Many reviewers have called the observations of parenting in the book "astute." That is a good word to describe it because certainly every parent wants on occasion to just leave. But herein lies the mystery of parenting. Veronica desperately needs some relief, but the moment she doesn't have Clara with her, she longs to be with her.  Meanwhile, John, in an attempt to do the right thing for the baby that he has so rudely abducted, is searching all over the island for goat's milk because that is all Clara's tummy can tolerate. This temporary separation helps both of them find the essence of what they had lost in Clara's difficult birth. 

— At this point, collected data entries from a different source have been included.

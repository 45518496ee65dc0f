use clap::Parser;
use dhmm::{
    cli::{init_verbose, Cli, Command, FULL_VERSION},
    commands::{decode, evaluate, init},
    utils::{handle_error_and_exit, Result},
};

fn runner() -> Result<()> {
    let cli = Cli::parse();
    init_verbose(&cli);
    let subcommand_name = match cli.command {
        Command::Evaluate(_) => "evaluate",
        Command::Decode(_) => "decode",
        Command::Init(_) => "init",
    };

    log::info!(
        "Running {}-{} [{}]",
        env!("CARGO_PKG_NAME"),
        *FULL_VERSION,
        subcommand_name
    );
    match cli.command {
        Command::Evaluate(args) => evaluate::evaluate(args)?,
        Command::Decode(args) => decode::decode(args)?,
        Command::Init(args) => init::init(args)?,
    }
    log::info!("{} end", env!("CARGO_PKG_NAME"));
    Ok(())
}

fn main() {
    if let Err(e) = runner() {
        handle_error_and_exit(e);
    }
}
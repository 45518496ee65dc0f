use thiserror::Error;

#[derive(Debug, Clone, PartialEq, Error)]
pub enum HmmError {
    /// Structurally invalid model parameters, raised at construction time
    #[error("InvalidModel: {0}")]
    InvalidModel(String),

    /// Observation sequence the model cannot be run on
    #[error("InvalidInput: {0}")]
    InvalidInput(String),
}

impl HmmError {
    pub(crate) fn model(reason: impl Into<String>) -> Self {
        HmmError::InvalidModel(reason.into())
    }

    pub(crate) fn input(reason: impl Into<String>) -> Self {
        HmmError::InvalidInput(reason.into())
    }
}
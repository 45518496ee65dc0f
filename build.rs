use std::error::Error;
use vergen::EmitBuilder;

fn main() -> Result<(), Box<dyn Error>> {
    // Fall back to a fixed describe string outside of a git checkout
    if EmitBuilder::builder()
        .fail_on_error()
        .all_git()
        .git_describe(true, false, None)
        .emit()
        .is_err()
    {
        println!("cargo:rustc-env=VERGEN_GIT_DESCRIBE=unknown");
    }
    Ok(())
}
//! Content-type-aware template rendering.
//!
//! Every body part is a template source; the request's variable map is
//! substituted into it. The escaping policy belongs to the engine, not the
//! caller: HTML-family parts render with HTML autoescaping, text-family
//! parts render verbatim. Rendering is pure and deterministic, so a failure
//! here is an input defect, never a retriable one.
//!
//! Producers address variables with the dot-rooted accessor convention
//! (`{{.name}}`), where the leading dot is the variable map itself. The
//! engine here takes bare identifiers, so sources are translated before
//! parsing; bare `{{name}}` sources pass through untouched and both
//! conventions render identically.

use tera::{Context, Tera};

use crate::error::MailError;
use crate::request::{ContentType, EmailRequest};

/// Render every body part of `request` in place.
///
/// # Errors
///
/// Returns an error on an unknown content type or when template parsing or
/// substitution fails.
pub fn render_parts(request: &mut EmailRequest) -> Result<(), MailError> {
    if request.parts.is_empty() {
        return Ok(());
    }

    let context = Context::from_serialize(&request.part_values)?;

    for part in &mut request.parts {
        let autoescape = match &part.content_type {
            ContentType::TextHtml | ContentType::TextAmp => true,
            ContentType::TextPlain | ContentType::TextCalendar => false,
            ContentType::Other(tag) => {
                return Err(MailError::ContentTypeNotFound(tag.clone()));
            }
        };
        let source = translate_dot_accessors(&part.body);
        part.body = Tera::one_off(&source, &context, autoescape)?;
    }

    Ok(())
}

/// Rewrite `{{.field}}` expressions to the engine's bare `{{field}}` form.
///
/// Only a dot immediately heading an expression is dropped, and only when
/// it introduces an identifier, so `{{user.name}}` and literal text outside
/// expressions stay untouched.
fn translate_dot_accessors(source: &str) -> String {
    let mut out = String::with_capacity(source.len());
    let mut chars = source.chars().peekable();

    while let Some(ch) = chars.next() {
        out.push(ch);
        if ch != '{' || chars.peek() != Some(&'{') {
            continue;
        }
        out.push('{');
        chars.next();

        if chars.peek() == Some(&'-') {
            out.push('-');
            chars.next();
        }
        while let Some(&c) = chars.peek() {
            if !c.is_whitespace() {
                break;
            }
            out.push(c);
            chars.next();
        }

        if chars.peek() == Some(&'.') {
            let mut ahead = chars.clone();
            ahead.next();
            if ahead
                .peek()
                .is_some_and(|c| c.is_alphanumeric() || *c == '_')
            {
                chars.next();
            }
        }
    }

    out
}
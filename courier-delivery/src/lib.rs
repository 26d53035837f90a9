//! Pooled, retrying delivery of built messages over SMTP.
//!
//! The pool keeps a bounded set of idle sessions with a background NOOP
//! probe per session; the sender wraps it with a bounded retry loop that
//! discards failed sessions and returns healthy ones.

use std::time::Duration;

mod error;
mod pool;
mod sender;

pub use error::{PoolError, SendError};
pub use pool::SessionPool;
pub use sender::Sender;

/// Tuning knobs for the session pool and retry loop.
#[derive(Debug, Clone)]
pub struct DeliveryConfig {
    /// Upper bound on idle pooled sessions.
    pub capacity: usize,
    /// How long to wait for a pooled session before dialing a new one.
    pub acquire_grace: Duration,
    /// Cadence of the per-session keep-alive NOOP probe.
    pub probe_interval: Duration,
    /// Attempts per message before the failure is surfaced.
    pub max_attempts: u32,
    /// Deadline for draining QUITs at shutdown.
    pub quit_timeout: Duration,
}

impl Default for DeliveryConfig {
    fn default() -> Self {
        Self {
            capacity: 100,
            acquire_grace: Duration::from_millis(250),
            probe_interval: Duration::from_secs(30),
            max_attempts: 10,
            quit_timeout: Duration::from_secs(2),
        }
    }
}

#[cfg(test)]
mod tests {
    use super::*;

    #[test]
    fn defaults_match_the_service_contract() {
        let config = DeliveryConfig::default();
        assert_eq!(config.capacity, 100);
        assert_eq!(config.acquire_grace, Duration::from_millis(250));
        assert_eq!(config.probe_interval, Duration::from_secs(30));
        assert_eq!(config.max_attempts, 10);
        assert_eq!(config.quit_timeout, Duration::from_secs(2));
    }
}
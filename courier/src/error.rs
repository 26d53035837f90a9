//! Startup failure surface of the binary.

use thiserror::Error;

use courier_common::config::ConfigError;
use courier_delivery::PoolError;
use courier_mail::MailError;

/// Anything that can stop the worker from coming up. The process exits
/// non-zero on every variant.
#[derive(Debug, Error)]
pub enum SetupError {
    #[error("configuration error: {0}")]
    Config(#[from] ConfigError),

    #[error("bus error: {0}")]
    Bus(#[from] lapin::Error),

    #[error("template store error: {0}")]
    Store(#[from] mongodb::error::Error),

    #[error("failed to load DKIM key: {0}")]
    DkimKey(#[from] std::io::Error),

    #[error("DKIM setup failed: {0}")]
    Dkim(#[from] MailError),

    #[error("SMTP preflight failed: {0}")]
    Preflight(#[from] PoolError),
}
//! Process bootstrap for the courier mail dispatch worker.
//!
//! Wiring order: configuration, log-event sink, bus consumer, template
//! store, DKIM signer, SMTP sender. Every fallible step happens before the
//! consume loop starts, so a misconfigured worker dies at startup; after
//! that, only the dispatch loop runs until SIGINT/SIGTERM.

mod bus;
mod dispatcher;
mod error;
mod store;

use std::sync::Arc;

use clap::Parser;

use courier_common::config::Config;
use courier_common::events::EventSink;
use courier_delivery::{DeliveryConfig, Sender};
use courier_mail::{MessageSigner, SenderProfile};
use courier_smtp::SmtpProfile;

use crate::bus::BusConnection;
use crate::dispatcher::Dispatcher;
use crate::error::SetupError;
use crate::store::MongoTemplateStore;

/// Queue-driven mail dispatch worker.
#[derive(Debug, Parser)]
#[command(name = "courier", version, about)]
struct Args {
    /// Path to the YAML configuration file.
    #[arg(long = "config-path", default_value = "./config/config.yaml")]
    config_path: std::path::PathBuf,
}

#[tokio::main]
async fn main() -> Result<(), SetupError> {
    let args = Args::parse();
    courier_common::logging::init();

    let config = Config::from_path(&args.config_path)?;

    let logs = BusConnection::connect(&config.bus.logs.url).await?;
    let publisher = logs.log_publisher(&config.bus.logs.queue).await?;
    let events = Arc::new(EventSink::new(Arc::new(publisher), &config.server.name));

    let intake = BusConnection::connect(&config.bus.email.url).await?;
    let consumer = intake.mail_consumer(&config.bus.email.queue).await?;

    let store = Arc::new(MongoTemplateStore::connect(&config.templates).await?);

    let signer = match &config.smtp.dkim {
        Some(dkim) => {
            let pem = std::fs::read_to_string(&dkim.private_key_path)?;
            Some(Arc::new(MessageSigner::new(
                &pem,
                &dkim.domain,
                &dkim.selector,
            )?))
        }
        None => {
            tracing::info!("dkim signing is disabled");
            None
        }
    };

    let profile = Arc::new(SmtpProfile::from_config(&config.smtp));
    let sender = Arc::new(Sender::new(profile, DeliveryConfig::default()));
    sender.preflight().await?;

    let sender_profile = Arc::new(SenderProfile::new(
        &config.smtp.name,
        &config.smtp.username,
        &config.smtp.errors_to,
        &config.smtp.return_path,
    ));

    let dispatcher = Arc::new(Dispatcher::new(
        store,
        Arc::clone(&sender),
        Arc::clone(&events),
        sender_profile,
        signer,
    ));

    if let Err(err) = events.info("service started successfully").await {
        tracing::warn!("failed to publish startup event: {err}");
    }

    dispatcher.run(consumer, shutdown_signal()).await;

    sender.shutdown().await;
    tracing::info!("shut down cleanly");

    Ok(())
}

/// Resolves on SIGINT or SIGTERM.
async fn shutdown_signal() {
    let ctrl_c = tokio::signal::ctrl_c();

    #[cfg(unix)]
    {
        let mut terminate =
            match tokio::signal::unix::signal(tokio::signal::unix::SignalKind::terminate()) {
                Ok(signal) => signal,
                Err(err) => {
                    tracing::error!("failed to install SIGTERM handler: {err}");
                    let _ = ctrl_c.await;
                    return;
                }
            };
        tokio::select! {
            _ = ctrl_c => {}
            _ = terminate.recv() => {}
        }
    }

    #[cfg(not(unix))]
    {
        let _ = ctrl_c.await;
    }
}
//! Message bus plumbing: the durable intake consumer, the log-event
//! publisher, and the per-delivery settle surface the dispatcher works
//! against.

use async_trait::async_trait;
use lapin::options::{
    BasicAckOptions, BasicConsumeOptions, BasicNackOptions, BasicPublishOptions,
    BasicQosOptions, QueueDeclareOptions,
};
use lapin::types::{AMQPValue, FieldTable};
use lapin::{BasicProperties, Channel, Connection, ConnectionProperties, Consumer};
use thiserror::Error;

use courier_common::events::{EventPublisher, PublishError};

/// How many deliveries may be in flight at once; the bus enforces the
/// worker concurrency cap through this prefetch window.
const PREFETCH: u16 = 10;

/// Redeliveries per message before the bus moves it to the poison path.
const DELIVERY_LIMIT: i32 = 5;

/// Failure to settle a delivery.
#[derive(Debug, Error)]
#[error("failed to settle delivery: {0}")]
pub struct BusError(String);

/// One consumed delivery: payload plus its settle operations. Exactly one
/// of `ack`/`nack` must be called, exactly once.
#[async_trait]
pub trait BusDelivery: Send + Sync {
    fn payload(&self) -> &[u8];
    async fn ack(&self) -> Result<(), BusError>;
    async fn nack(&self, requeue: bool) -> Result<(), BusError>;
}

#[async_trait]
impl BusDelivery for lapin::message::Delivery {
    fn payload(&self) -> &[u8] {
        &self.data
    }

    async fn ack(&self) -> Result<(), BusError> {
        self.acker
            .ack(BasicAckOptions::default())
            .await
            .map_err(|err| BusError(err.to_string()))
    }

    async fn nack(&self, requeue: bool) -> Result<(), BusError> {
        self.acker
            .nack(BasicNackOptions {
                requeue,
                ..BasicNackOptions::default()
            })
            .await
            .map_err(|err| BusError(err.to_string()))
    }
}

/// One AMQP connection with its channel.
pub struct BusConnection {
    _connection: Connection,
    channel: Channel,
}

impl BusConnection {
    /// Dial the broker and open a channel.
    ///
    /// # Errors
    ///
    /// Returns the connection or channel error.
    pub async fn connect(url: &str) -> Result<Self, lapin::Error> {
        let connection = Connection::connect(url, ConnectionProperties::default()).await?;
        let channel = connection.create_channel().await?;
        Ok(Self {
            _connection: connection,
            channel,
        })
    }

    /// Declare the durable quorum intake queue and start consuming from it.
    ///
    /// The queue carries a per-message delivery limit, so repeatedly
    /// requeued messages end on the bus's poison path instead of looping
    /// forever.
    ///
    /// # Errors
    ///
    /// Returns the declaration or consume error.
    pub async fn mail_consumer(&self, queue: &str) -> Result<Consumer, lapin::Error> {
        let mut arguments = FieldTable::default();
        arguments.insert("x-queue-type".into(), AMQPValue::LongString("quorum".into()));
        arguments.insert("x-delivery-limit".into(), AMQPValue::LongInt(DELIVERY_LIMIT));

        self.channel
            .queue_declare(
                queue,
                QueueDeclareOptions {
                    durable: true,
                    ..QueueDeclareOptions::default()
                },
                arguments,
            )
            .await?;
        self.channel
            .basic_qos(PREFETCH, BasicQosOptions::default())
            .await?;
        self.channel
            .basic_consume(
                queue,
                "courier-consumer",
                BasicConsumeOptions::default(),
                FieldTable::default(),
            )
            .await
    }

    /// Declare the durable log queue and wrap this connection as the
    /// event publisher for it.
    ///
    /// # Errors
    ///
    /// Returns the declaration error.
    pub async fn log_publisher(self, queue: &str) -> Result<LogPublisher, lapin::Error> {
        self.channel
            .queue_declare(
                queue,
                QueueDeclareOptions {
                    durable: true,
                    ..QueueDeclareOptions::default()
                },
                FieldTable::default(),
            )
            .await?;
        Ok(LogPublisher {
            bus: self,
            queue: queue.to_string(),
        })
    }
}

/// Publishes serialized log events onto the side queue.
pub struct LogPublisher {
    bus: BusConnection,
    queue: String,
}

#[async_trait]
impl EventPublisher for LogPublisher {
    async fn publish(&self, payload: Vec<u8>) -> Result<(), PublishError> {
        self.bus
            .channel
            .basic_publish(
                "",
                &self.queue,
                BasicPublishOptions::default(),
                &payload,
                BasicProperties::default().with_content_type("application/json".into()),
            )
            .await
            .map_err(|err| PublishError(err.to_string()))?
            .await
            .map_err(|err| PublishError(err.to_string()))?;
        Ok(())
    }
}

One reviewer I read suggests that Goodman lets the couple off lightly because in the end, they forgive each other and life returns to the normal chaos of family life. I think, however, they both came to the conclusion that rather than abandon the idea of family, they are willing to accept the vagrant weekend as a crazy sleep-deprived anomaly.

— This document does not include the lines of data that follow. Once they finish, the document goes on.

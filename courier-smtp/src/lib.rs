//! Wire-level SMTP submission client.
//!
//! This crate implements the client half of an SMTP conversation: dialing
//! (implicit TLS or plain with STARTTLS upgrade), EHLO extension discovery,
//! authentication, and the MAIL/RCPT/DATA transaction, with NOOP and QUIT
//! for session upkeep. Pooling and retry policy live one layer up in
//! `courier-delivery`; message assembly lives in `courier-mail`.

pub mod auth;
mod connection;
pub mod error;
pub mod extensions;
pub mod response;
pub mod session;

pub use auth::{AuthMode, Mechanism};
pub use error::{ClientError, Result};
pub use extensions::Extensions;
pub use response::Response;
pub use session::{DsnRequest, Notify, SmtpProfile, SmtpSession};
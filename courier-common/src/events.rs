//! Structured operator events published to the log side-queue.
//!
//! Every event is mirrored to the local [`tracing`] output first, then
//! serialized as JSON onto a queue of the message bus so that a central
//! collector can pick it up. A publish failure is surfaced to the caller:
//! on the per-delivery path it is a fatal condition that forces a requeue,
//! while background callers may choose to carry on with the local log line
//! alone.

use std::fmt;
use std::sync::Arc;

use async_trait::async_trait;
use chrono::{FixedOffset, SecondsFormat, Utc};
use serde::Serialize;
use thiserror::Error;

/// Offset of the timezone the collector expects timestamps in (UTC+3).
const COLLECTOR_UTC_OFFSET_SECS: i32 = 3 * 60 * 60;

/// Failure to hand an event payload to the bus.
#[derive(Debug, Error)]
#[error("failed to publish log event: {0}")]
pub struct PublishError(pub String);

/// Transport used to ship serialized events. The bus adapter implements
/// this; tests use in-memory stand-ins.
#[async_trait]
pub trait EventPublisher: Send + Sync {
    async fn publish(&self, payload: Vec<u8>) -> Result<(), PublishError>;
}

/// Severity of an event on the wire.
#[derive(Debug, Clone, Copy, PartialEq, Eq)]
pub enum Level {
    Info,
    Error,
    Fatal,
}

impl Level {
    #[must_use]
    pub const fn as_str(self) -> &'static str {
        match self {
            Self::Info => "info",
            Self::Error => "error",
            Self::Fatal => "fatal",
        }
    }
}

impl fmt::Display for Level {
    fn fmt(&self, f: &mut fmt::Formatter<'_>) -> fmt::Result {
        f.write_str(self.as_str())
    }
}

/// Wire shape of a published event.
#[derive(Debug, Serialize)]
struct LogEvent<'a> {
    service_name: &'a str,
    message: &'a str,
    message_type: &'a str,
    time_date: String,
}

/// Sink for operator-visible events, tagged with the service name from the
/// configuration.
pub struct EventSink {
    publisher: Arc<dyn EventPublisher>,
    service_name: String,
    offset: FixedOffset,
}

impl EventSink {
    #[must_use]
    pub fn new(publisher: Arc<dyn EventPublisher>, service_name: impl Into<String>) -> Self {
        Self {
            publisher,
            service_name: service_name.into(),
            offset: FixedOffset::east_opt(COLLECTOR_UTC_OFFSET_SECS)
                .expect("offset is within a day"),
        }
    }

    /// Emit one event: log it locally, then publish it to the side queue.
    ///
    /// The local log line is written unconditionally, so even a failed
    /// publish leaves a trace on the box.
    ///
    /// # Errors
    ///
    /// Returns an error when the event could not be handed to the bus.
    pub async fn emit(&self, level: Level, message: &str) -> Result<(), PublishError> {
        match level {
            Level::Info => tracing::info!("{message}"),
            Level::Error => tracing::error!("{message}"),
            Level::Fatal => tracing::error!(fatal = true, "{message}"),
        }

        let event = LogEvent {
            service_name: &self.service_name,
            message,
            message_type: level.as_str(),
            time_date: Utc::now()
                .with_timezone(&self.offset)
                .to_rfc3339_opts(SecondsFormat::Micros, false),
        };
        let payload = serde_json::to_vec(&event)
            .map_err(|err| PublishError(format!("failed to serialize log event: {err}")))?;
        self.publisher.publish(payload).await
    }

    /// # Errors
    ///
    /// See [`emit`](Self::emit).
    pub async fn info(&self, message: &str) -> Result<(), PublishError> {
        self.emit(Level::Info, message).await
    }

    /// # Errors
    ///
    /// See [`emit`](Self::emit).
    pub async fn error(&self, message: &str) -> Result<(), PublishError> {
        self.emit(Level::Error, message).await
    }

    /// # Errors
    ///
    /// See [`emit`](Self::emit).
    pub async fn fatal(&self, message: &str) -> Result<(), PublishError> {
        self.emit(Level::Fatal, message).await
    }
}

On a side note, I was about driven crazy by the title of the book, The Sunshine When She's Gone, because my musician head kept singing the song over and over all the while the book sat on my desk and beside my bed. I finally looked up the words to the song, took them to the piano and banged out the song, singing at the top of my voice. Once that was done, I felt better, and the song stopped ringing through my brain. The words, by the way, are completely appropriate to the book.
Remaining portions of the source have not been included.